Die Tür zur Messe quietschte leicht, als Siralen sie öffnete. Chara war bereits da, zusammen mit zwei ihrer tätowierten Leibwachen, die wie immer hinter ihrem Stuhl Position bezogen hatten. Und auch Darcean saß bereits am Tisch, auf seiner Schulter der unselige Slarpon, den er nie wieder würde abnehmen können, wenn der Weltgeist kein Wunder für ihn bereithielt. Armer Herzensfreund.
„Wo sind die anderen?“, fragte Siralen und lächelte Chara zu. Die Assassinin hatte immerhin dafür gesorgt, dass Tauron mit der Wahrheit herausgerückt war. Jetzt sah sie allerdings so aus, als hätte sie andere Sorgen.
„Wir sind vollzählig.“
„Ach ja?“ Siralen sah sich um. Als hätte sie in dem spärlich eingerichteten Raum jemanden übersehen können …
„Was ist mit Ahrsa Kasai, Herrn Ben Yussef, Lindawen …“
Chara bedachte sie mit einem durchdringenden Blick.

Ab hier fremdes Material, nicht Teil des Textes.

use anyhow::Result;
use ramwise_core::presets;

use crate::ui::{Layout, format_capacity};

pub fn handle_preset(name: Option<String>) -> Result<()> {
    let layout = Layout::new();

    match name {
        Some(name) => {
            let profile = presets::get(&name).ok_or_else(|| {
                anyhow::anyhow!(
                    "unknown preset: {} (expected one of: {})",
                    name,
                    presets::PRESET_NAMES.join(", ")
                )
            })?;

            layout.header(&format!("PRESET: {}", profile.label));
            layout.row(
                "Memory",
                &format!(
                    "{} installed / {} max ({})",
                    format_capacity(profile.current_ram_gb),
                    format_capacity(profile.max_ram_gb),
                    profile.ddr.as_str()
                ),
            );
            layout.row(
                "Storage",
                &format!(
                    "{} x {} in {}",
                    profile.drive_count,
                    format_capacity(profile.drive_capacity_gb as f64),
                    profile.redundancy.as_str()
                ),
            );
            layout.row("Workload", profile.workload.as_str());
            layout.row(
                "Users / cores",
                &format!("{} / {}", profile.concurrent_users, profile.cpu_cores),
            );
            layout.row("Platform", profile.platform.as_str());
            layout.row("Priority", profile.priority.as_str());
            layout.row("Network", &format!("{} Gbps", profile.network_speed_gbps));
            layout.row(
                "Exposure",
                &format!(
                    "internet {} / remote {} / protection {}",
                    if profile.internet_exposed { "yes" } else { "no" },
                    profile.remote_access.as_str(),
                    profile.threat_protection.as_str()
                ),
            );
            layout.footer(&format!("Run 'ramwise calc --preset {}' to size it", name));
        }
        None => {
            layout.header("PRESETS");
            for name in presets::PRESET_NAMES {
                if let Some(profile) = presets::get(name) {
                    layout.row(name, &profile.label);
                }
            }
            layout.footer("Use 'ramwise preset <name>' for details");
        }
    }
    layout.empty();
    Ok(())
}
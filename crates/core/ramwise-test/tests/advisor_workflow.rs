use ramwise_core::models::MemoryTier;
use ramwise_core::{Repository, presets, sizing};
use tempfile::TempDir;

#[test]
fn every_preset_produces_ordered_clamped_tiers() {
    for name in presets::PRESET_NAMES {
        let profile = presets::get(name).unwrap();
        let report = sizing::compute_sizing(&profile);

        assert!(
            report.minimum_safe_gb <= report.recommended_gb,
            "{}: min > recommended",
            name
        );
        assert!(
            report.recommended_gb <= report.growth_gb,
            "{}: recommended > growth",
            name
        );
        assert!(
            report.growth_gb as f64 <= profile.max_ram_gb,
            "{}: growth past the board max",
            name
        );
        assert!(!report.advisory_notes.is_empty(), "{}: no notes", name);
    }
}

#[test]
fn home_preset_sizes_like_a_small_box() {
    let profile = presets::get("home").unwrap();
    let report = sizing::compute_sizing(&profile);

    assert_eq!(report.minimum_safe_gb, 8);
    assert_eq!(report.recommended_gb, 8);
    assert_eq!(report.growth_gb, 12);
    assert!(!report.exceeds_capacity);
    assert_eq!(report.total_storage_gb, 4000.0);
    assert_eq!(report.usable_storage_gb, 2000.0);
    // 4 GB installed, 4 GB short, DDR4 at $60 per 16 GB block.
    assert_eq!(report.estimated_upgrade_cost_usd, 15.0);
    assert_eq!(report.memory_tier, MemoryTier::Budget);
}

#[test]
fn enterprise_preset_hits_the_large_pool_rules() {
    let profile = presets::get("enterprise").unwrap();
    let report = sizing::compute_sizing(&profile);

    assert_eq!(report.total_storage_gb, 96_000.0);
    assert_eq!(report.usable_storage_gb, 80_000.0);
    assert_eq!(report.recommended_gb, 32);
    // 32 GB already installed.
    assert_eq!(report.estimated_upgrade_cost_usd, 0.0);
    assert!(
        report
            .advisory_notes
            .iter()
            .any(|n| n.contains("Very large storage"))
    );
    assert!(
        report
            .advisory_notes
            .iter()
            .any(|n| n.contains("High concurrent users"))
    );
}

#[test]
fn saved_entries_recompute_to_the_same_report() {
    let dir = TempDir::new().unwrap();
    let repo = Repository::open(dir.path().join(".ramwise")).unwrap();

    for name in presets::PRESET_NAMES {
        let profile = presets::get(name).unwrap();
        let report = sizing::compute_sizing(&profile);
        repo.save_entry(&profile, &report).unwrap();
    }

    for entry in repo.history().unwrap() {
        let recomputed = sizing::compute_sizing(&entry.profile);
        assert_eq!(recomputed, entry.report, "{} drifted", entry.profile.label);
    }
}
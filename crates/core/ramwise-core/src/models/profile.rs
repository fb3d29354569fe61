use serde::{Deserialize, Serialize};

/// Data-protection layout across drives. Maps onto RAID 0/1/5/6/10.
#[derive(Debug, Serialize, Deserialize, Clone, Copy, PartialEq, Eq)]
pub enum RedundancyMode {
    None,
    Mirror,
    ParityLow,
    ParityHigh,
    StripedMirror,
}

impl Default for RedundancyMode {
    fn default() -> Self {
        Self::None
    }
}

impl RedundancyMode {
    pub fn as_str(&self) -> &'static str {
        match self {
            Self::None => "RAID 0",
            Self::Mirror => "RAID 1",
            Self::ParityLow => "RAID 5",
            Self::ParityHigh => "RAID 6",
            Self::StripedMirror => "RAID 10",
        }
    }

    /// Parse user-facing text. Unknown text falls back to `None`
    /// (full capacity, no overhead) rather than failing.
    pub fn parse(text: &str) -> Self {
        match text.trim().to_ascii_lowercase().as_str() {
            "raid0" | "none" | "striped" => Self::None,
            "raid1" | "mirror" => Self::Mirror,
            "raid5" | "parity" | "parity-low" => Self::ParityLow,
            "raid6" | "parity-high" => Self::ParityHigh,
            "raid10" | "striped-mirror" => Self::StripedMirror,
            _ => Self::default(),
        }
    }

    /// Fixed memory surcharge in GB for running this layout.
    pub fn overhead_gb(&self) -> f64 {
        match self {
            Self::None => 0.0,
            Self::Mirror => 0.5,
            Self::ParityLow => 1.0,
            Self::ParityHigh => 1.5,
            Self::StripedMirror => 1.0,
        }
    }
}

#[derive(Debug, Serialize, Deserialize, Clone, Copy, PartialEq, Eq)]
pub enum Workload {
    Backup,
    Media,
    Database,
    Virtualization,
    Mixed,
}

impl Default for Workload {
    fn default() -> Self {
        Self::Backup
    }
}

impl Workload {
    pub fn as_str(&self) -> &'static str {
        match self {
            Self::Backup => "backup",
            Self::Media => "media",
            Self::Database => "database",
            Self::Virtualization => "vm",
            Self::Mixed => "mixed",
        }
    }

    pub fn parse(text: &str) -> Self {
        match text.trim().to_ascii_lowercase().as_str() {
            "backup" => Self::Backup,
            "media" => Self::Media,
            "database" | "db" => Self::Database,
            "vm" | "virtualization" => Self::Virtualization,
            "mixed" => Self::Mixed,
            _ => Self::default(),
        }
    }

    /// Baseline working-set footprint in GB.
    pub fn footprint_gb(&self) -> f64 {
        match self {
            Self::Backup => 1.0,
            Self::Media => 2.0,
            Self::Database => 2.0,
            Self::Virtualization => 2.0,
            Self::Mixed => 2.0,
        }
    }
}

/// Vendor OS running on the box. Determines the base OS footprint.
#[derive(Debug, Serialize, Deserialize, Clone, Copy, PartialEq, Eq)]
pub enum Platform {
    Synology,
    OpenMediaVault,
    Unraid,
    TrueNas,
    Ubuntu,
    Custom,
}

impl Default for Platform {
    fn default() -> Self {
        Self::Synology
    }
}

impl Platform {
    pub fn as_str(&self) -> &'static str {
        match self {
            Self::Synology => "Synology DSM",
            Self::OpenMediaVault => "OpenMediaVault",
            Self::Unraid => "Unraid",
            Self::TrueNas => "TrueNAS",
            Self::Ubuntu => "Ubuntu Server",
            Self::Custom => "Custom Linux",
        }
    }

    pub fn parse(text: &str) -> Self {
        match text.trim().to_ascii_lowercase().as_str() {
            "synology" | "dsm" => Self::Synology,
            "openmediavault" | "omv" => Self::OpenMediaVault,
            "unraid" => Self::Unraid,
            "truenas" => Self::TrueNas,
            "ubuntu" => Self::Ubuntu,
            "custom" => Self::Custom,
            _ => Self::default(),
        }
    }

    /// Memory the OS itself claims before any services run, in GB.
    pub fn base_footprint_gb(&self) -> f64 {
        match self {
            Self::Synology => 2.5,
            Self::OpenMediaVault => 2.0,
            Self::Unraid => 3.0,
            Self::TrueNas => 6.0,
            Self::Ubuntu => 2.0,
            Self::Custom => 2.0,
        }
    }
}

#[derive(Debug, Serialize, Deserialize, Clone, Copy, PartialEq, Eq)]
pub enum Priority {
    Cost,
    Balanced,
    Performance,
}

impl Default for Priority {
    fn default() -> Self {
        Self::Balanced
    }
}

impl Priority {
    pub fn as_str(&self) -> &'static str {
        match self {
            Self::Cost => "cost",
            Self::Balanced => "balanced",
            Self::Performance => "performance",
        }
    }

    pub fn parse(text: &str) -> Self {
        match text.trim().to_ascii_lowercase().as_str() {
            "cost" => Self::Cost,
            "balanced" => Self::Balanced,
            "performance" => Self::Performance,
            _ => Self::default(),
        }
    }
}

#[derive(Debug, Serialize, Deserialize, Clone, Copy, PartialEq, Eq)]
pub enum RemoteAccess {
    None,
    PortForward,
    Tunnel,
}

impl Default for RemoteAccess {
    fn default() -> Self {
        Self::None
    }
}

impl RemoteAccess {
    pub fn as_str(&self) -> &'static str {
        match self {
            Self::None => "none",
            Self::PortForward => "port-forward",
            Self::Tunnel => "tunnel",
        }
    }

    pub fn parse(text: &str) -> Self {
        match text.trim().to_ascii_lowercase().as_str() {
            "port-forward" | "portforward" => Self::PortForward,
            "tunnel" | "vpn" => Self::Tunnel,
            _ => Self::default(),
        }
    }

    pub fn is_enabled(&self) -> bool {
        !matches!(self, Self::None)
    }

    pub fn is_tunnel(&self) -> bool {
        matches!(self, Self::Tunnel)
    }
}

#[derive(Debug, Serialize, Deserialize, Clone, Copy, PartialEq, Eq)]
pub enum ThreatProtection {
    None,
    Basic,
    Advanced,
}

impl Default for ThreatProtection {
    fn default() -> Self {
        Self::None
    }
}

impl ThreatProtection {
    pub fn as_str(&self) -> &'static str {
        match self {
            Self::None => "none",
            Self::Basic => "basic",
            Self::Advanced => "advanced",
        }
    }

    pub fn parse(text: &str) -> Self {
        match text.trim().to_ascii_lowercase().as_str() {
            "basic" => Self::Basic,
            "advanced" => Self::Advanced,
            _ => Self::default(),
        }
    }
}

/// Memory generation installed in the box. Drives the price estimate.
#[derive(Debug, Serialize, Deserialize, Clone, Copy, PartialEq, Eq)]
pub enum DdrGeneration {
    Ddr3,
    Ddr4,
    Ddr5,
}

impl Default for DdrGeneration {
    fn default() -> Self {
        Self::Ddr4
    }
}

impl DdrGeneration {
    pub fn as_str(&self) -> &'static str {
        match self {
            Self::Ddr3 => "DDR3",
            Self::Ddr4 => "DDR4",
            Self::Ddr5 => "DDR5",
        }
    }

    pub fn parse(text: &str) -> Self {
        match text.trim().to_ascii_lowercase().as_str() {
            "ddr3" => Self::Ddr3,
            "ddr4" => Self::Ddr4,
            "ddr5" => Self::Ddr5,
            _ => Self::default(),
        }
    }

    /// Street price in USD for a 16 GB module of this generation.
    pub fn price_per_16gb(&self) -> f64 {
        match self {
            Self::Ddr3 => 40.0,
            Self::Ddr4 => 60.0,
            Self::Ddr5 => 100.0,
        }
    }
}

/// One box worth of hardware and workload facts. Immutable per calculation;
/// the engine reads it and returns a fresh [`crate::models::SizingReport`].
#[derive(Debug, Serialize, Deserialize, Clone, PartialEq)]
pub struct Profile {
    /// Free-text model name, only used for display in saved history.
    #[serde(default)]
    pub label: String,
    #[serde(default)]
    pub current_ram_gb: f64,
    #[serde(default)]
    pub max_ram_gb: f64,
    #[serde(default)]
    pub drive_count: u32,
    #[serde(default)]
    pub drive_capacity_gb: u32,
    #[serde(default)]
    pub redundancy: RedundancyMode,
    #[serde(default)]
    pub workload: Workload,
    #[serde(default = "default_concurrent_users")]
    pub concurrent_users: u32,
    #[serde(default = "default_cpu_cores")]
    pub cpu_cores: u32,
    #[serde(default)]
    pub platform: Platform,
    #[serde(default)]
    pub priority: Priority,
    #[serde(default)]
    pub network_speed_gbps: f64,
    #[serde(default)]
    pub internet_exposed: bool,
    #[serde(default)]
    pub remote_access: RemoteAccess,
    #[serde(default)]
    pub threat_protection: ThreatProtection,
    #[serde(default)]
    pub ddr: DdrGeneration,
}

fn default_concurrent_users() -> u32 {
    1
}

fn default_cpu_cores() -> u32 {
    1
}

impl Default for Profile {
    fn default() -> Self {
        Self {
            label: String::new(),
            current_ram_gb: 0.0,
            max_ram_gb: 0.0,
            drive_count: 0,
            drive_capacity_gb: 0,
            redundancy: RedundancyMode::default(),
            workload: Workload::default(),
            concurrent_users: default_concurrent_users(),
            cpu_cores: default_cpu_cores(),
            platform: Platform::default(),
            priority: Priority::default(),
            network_speed_gbps: 0.0,
            internet_exposed: false,
            remote_access: RemoteAccess::default(),
            threat_protection: ThreatProtection::default(),
            ddr: DdrGeneration::default(),
        }
    }
}

impl Profile {
    /// Returns a copy with degenerate numerics coerced into range:
    /// negative capacities clamp to 0, user and core counts floor to 1.
    /// Keeps the engine total over arbitrary input.
    pub fn normalized(&self) -> Profile {
        let mut p = self.clone();
        p.current_ram_gb = p.current_ram_gb.max(0.0);
        p.max_ram_gb = p.max_ram_gb.max(0.0);
        p.network_speed_gbps = p.network_speed_gbps.max(0.0);
        p.concurrent_users = p.concurrent_users.max(1);
        p.cpu_cores = p.cpu_cores.max(1);
        p
    }
}
//! Named profile templates used to pre-fill a calculation.

use crate::models::{
    DdrGeneration, Platform, Priority, Profile, RedundancyMode, RemoteAccess, ThreatProtection,
    Workload,
};

pub const PRESET_NAMES: [&str; 4] = ["home", "media", "vm", "enterprise"];

/// Look up a template by name. Unknown names are a caller-surfaced
/// condition, not a fallback.
pub fn get(name: &str) -> Option<Profile> {
    match name.trim().to_ascii_lowercase().as_str() {
        "home" => Some(Profile {
            label: "Home NAS".to_string(),
            current_ram_gb: 4.0,
            max_ram_gb: 16.0,
            drive_count: 2,
            drive_capacity_gb: 2000,
            redundancy: RedundancyMode::Mirror,
            workload: Workload::Backup,
            concurrent_users: 3,
            cpu_cores: 4,
            platform: Platform::Synology,
            priority: Priority::Balanced,
            network_speed_gbps: 1.0,
            internet_exposed: false,
            remote_access: RemoteAccess::PortForward,
            threat_protection: ThreatProtection::Basic,
            ddr: DdrGeneration::Ddr4,
        }),
        "media" => Some(Profile {
            label: "Media Server".to_string(),
            current_ram_gb: 8.0,
            max_ram_gb: 32.0,
            drive_count: 4,
            drive_capacity_gb: 4000,
            redundancy: RedundancyMode::ParityHigh,
            workload: Workload::Media,
            concurrent_users: 8,
            cpu_cores: 6,
            platform: Platform::Unraid,
            priority: Priority::Performance,
            network_speed_gbps: 2.5,
            internet_exposed: true,
            remote_access: RemoteAccess::Tunnel,
            threat_protection: ThreatProtection::Advanced,
            ddr: DdrGeneration::Ddr4,
        }),
        "vm" => Some(Profile {
            label: "VM Host".to_string(),
            current_ram_gb: 16.0,
            max_ram_gb: 64.0,
            drive_count: 4,
            drive_capacity_gb: 2000,
            redundancy: RedundancyMode::StripedMirror,
            workload: Workload::Virtualization,
            concurrent_users: 1,
            cpu_cores: 12,
            platform: Platform::TrueNas,
            priority: Priority::Performance,
            network_speed_gbps: 10.0,
            internet_exposed: true,
            remote_access: RemoteAccess::Tunnel,
            threat_protection: ThreatProtection::Advanced,
            ddr: DdrGeneration::Ddr5,
        }),
        "enterprise" => Some(Profile {
            label: "Enterprise NAS".to_string(),
            current_ram_gb: 32.0,
            max_ram_gb: 128.0,
            drive_count: 12,
            drive_capacity_gb: 8000,
            redundancy: RedundancyMode::ParityHigh,
            workload: Workload::Database,
            concurrent_users: 20,
            cpu_cores: 16,
            platform: Platform::TrueNas,
            priority: Priority::Performance,
            network_speed_gbps: 10.0,
            internet_exposed: true,
            remote_access: RemoteAccess::Tunnel,
            threat_protection: ThreatProtection::Advanced,
            ddr: DdrGeneration::Ddr5,
        }),
        _ => None,
    }
}

#[cfg(test)]
mod tests {
    use super::*;

    #[test]
    fn all_listed_names_resolve() {
        for name in PRESET_NAMES {
            assert!(get(name).is_some(), "missing preset {}", name);
        }
    }

    #[test]
    fn unknown_name_is_none() {
        assert!(get("datacenter").is_none());
        assert!(get("").is_none());
    }

    #[test]
    fn lookup_ignores_case_and_whitespace() {
        assert_eq!(get(" Home ").unwrap().label, "Home NAS");
    }
}
use crate::config::SettingsManager;
use crate::error::{AppError, AppResult};
use crate::models::{Profile, SavedEntry, SizingReport};
use std::path::PathBuf;
use std::sync::Mutex;

use super::database::Database;

/// Owns the saved-configuration store and the user settings for one
/// data directory. The engine itself never touches this; callers pass
/// profiles in and decide what to persist.
pub struct Repository {
    pub db: Database,
    pub settings: Mutex<SettingsManager>,
}

impl Repository {
    /// Open the repository in the default data directory
    /// (`~/.ramwise`, overridable via `RAMWISE_HOME`).
    pub fn init() -> AppResult<Self> {
        Self::open(crate::env::get_base_dir()?)
    }

    pub fn open(base_dir: PathBuf) -> AppResult<Self> {
        let db_dir = base_dir.join("db");
        if !db_dir.exists() {
            std::fs::create_dir_all(&db_dir).map_err(|e| AppError::Io {
                path: db_dir.clone(),
                source: e,
            })?;
        }

        let db = Database::new(db_dir.join("ramwise.db"))?;
        let settings = SettingsManager::new(&base_dir)?;

        Ok(Self {
            db,
            settings: Mutex::new(settings),
        })
    }

    /// Persist one calculation. Timestamps are assigned here so the
    /// engine stays a pure function of its input.
    pub fn save_entry(&self, profile: &Profile, report: &SizingReport) -> AppResult<i64> {
        let timestamp = chrono::Local::now().to_rfc3339();
        let id = self.db.insert_entry(&timestamp, profile, report)?;
        log::info!("saved configuration {} ({})", id, profile.label);
        Ok(id)
    }

    /// Saved entries, oldest to newest.
    pub fn history(&self) -> AppResult<Vec<SavedEntry>> {
        self.db.list_entries()
    }

    pub fn latest(&self) -> AppResult<Option<SavedEntry>> {
        self.db.latest_entry()
    }

    pub fn entry(&self, id: i64) -> AppResult<Option<SavedEntry>> {
        self.db.get_entry(id)
    }

    pub fn entry_count(&self) -> AppResult<usize> {
        self.db.entry_count()
    }

    /// Wipe the saved history and compact the database file.
    pub fn clear_history(&self) -> AppResult<usize> {
        let count = self.db.delete_all()?;
        if count > 0 {
            if let Err(e) = self.db.vacuum() {
                log::warn!("VACUUM failed: {}", e);
            }
        }
        Ok(count)
    }

    pub fn tutorial_complete(&self) -> bool {
        self.settings
            .lock()
            .map(|s| s.settings.tutorial_complete)
            .unwrap_or(true)
    }

    pub fn mark_tutorial_complete(&self) -> AppResult<()> {
        self.settings
            .lock()
            .unwrap_or_else(|poisoned| poisoned.into_inner())
            .mark_tutorial_complete()
    }

    pub fn history_display_limit(&self) -> usize {
        self.settings
            .lock()
            .map(|s| s.settings.history_display_limit as usize)
            .unwrap_or(3)
    }
}
use crate::error::{AppError, AppResult};
use std::path::PathBuf;

/// Environment variable to override the default Ramwise data directory.
const ENV_DATA_DIR: &str = "RAMWISE_HOME";

/// Returns the base directory for Ramwise data.
///
/// Checks for `RAMWISE_HOME` environment variable first.
/// If not set, falls back to `~/.ramwise` (or equivalent on Windows).
///
/// # Returns
/// * `Ok(PathBuf)` - The base directory path
/// * `Err(AppError)` - If home directory cannot be determined
///
/// This function avoids panicking in environments where the home
/// directory is not available (e.g., Docker containers, CI runners).
pub fn get_base_dir() -> AppResult<PathBuf> {
    if let Ok(env_path) = std::env::var(ENV_DATA_DIR) {
        let path = PathBuf::from(env_path);
        if !path.is_absolute() {
            return Err(AppError::Config(format!(
                "Environment variable {} must be an absolute path, got: {:?}",
                ENV_DATA_DIR, path
            )));
        }
        return Ok(path);
    }

    match dirs::home_dir() {
        Some(home) => Ok(home.join(".ramwise")),
        None => Err(AppError::Config(
            "Cannot determine home directory. Please set RAMWISE_HOME environment variable."
                .to_string(),
        )),
    }
}

#[cfg(test)]
mod tests {
    use super::*;
    use std::env;

    #[test]
    fn test_get_base_dir_env_override() {
        let test_path = if cfg!(windows) {
            r"C:\temp\ramwise_test"
        } else {
            "/tmp/ramwise_test"
        };
        unsafe {
            env::set_var(ENV_DATA_DIR, test_path);
        }

        let result = get_base_dir();
        assert!(result.is_ok(), "get_base_dir() failed: {:?}", result);
        assert_eq!(result.unwrap(), PathBuf::from(test_path));

        unsafe {
            env::remove_var(ENV_DATA_DIR);
        }
    }

    #[test]
    fn test_get_base_dir_relative_path_rejected() {
        unsafe {
            env::set_var(ENV_DATA_DIR, "relative/path");
        }

        let result = get_base_dir();
        assert!(result.is_err());

        unsafe {
            env::remove_var(ENV_DATA_DIR);
        }
    }
}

„Schön.“ Siralen setzte sich neben Darcean und legte ihre Hand wie selbstverständlich auf seinen Unterarm. Es war der einzige Trost, den sie spenden konnte. „Worüber willst du sprechen, Chara?“
Chara stand auf und verschwand zur heckseitigen Fensterreihe, wo sie ihnen den Rücken kehrte und auf das offene Meer hinausstarrte. Die Allianzflotte hatte gerade erneut Fahrt aufgenommen und befand sich auf Kurs Richtung Norden, um El’Chan zu umsegeln und die Westküste des Kontinents anzusteuern. Allerdings ohne die neunte Flotte. Diese hatte Befehl, unter ihrer vallandischen Admirälin Löghild Kunradottir Richtung Süden zu segeln, um diesen Teil des Kontinents auszukundschaften, bevor sie an der Westküste wieder zur restlichen Armada stoßen sollte.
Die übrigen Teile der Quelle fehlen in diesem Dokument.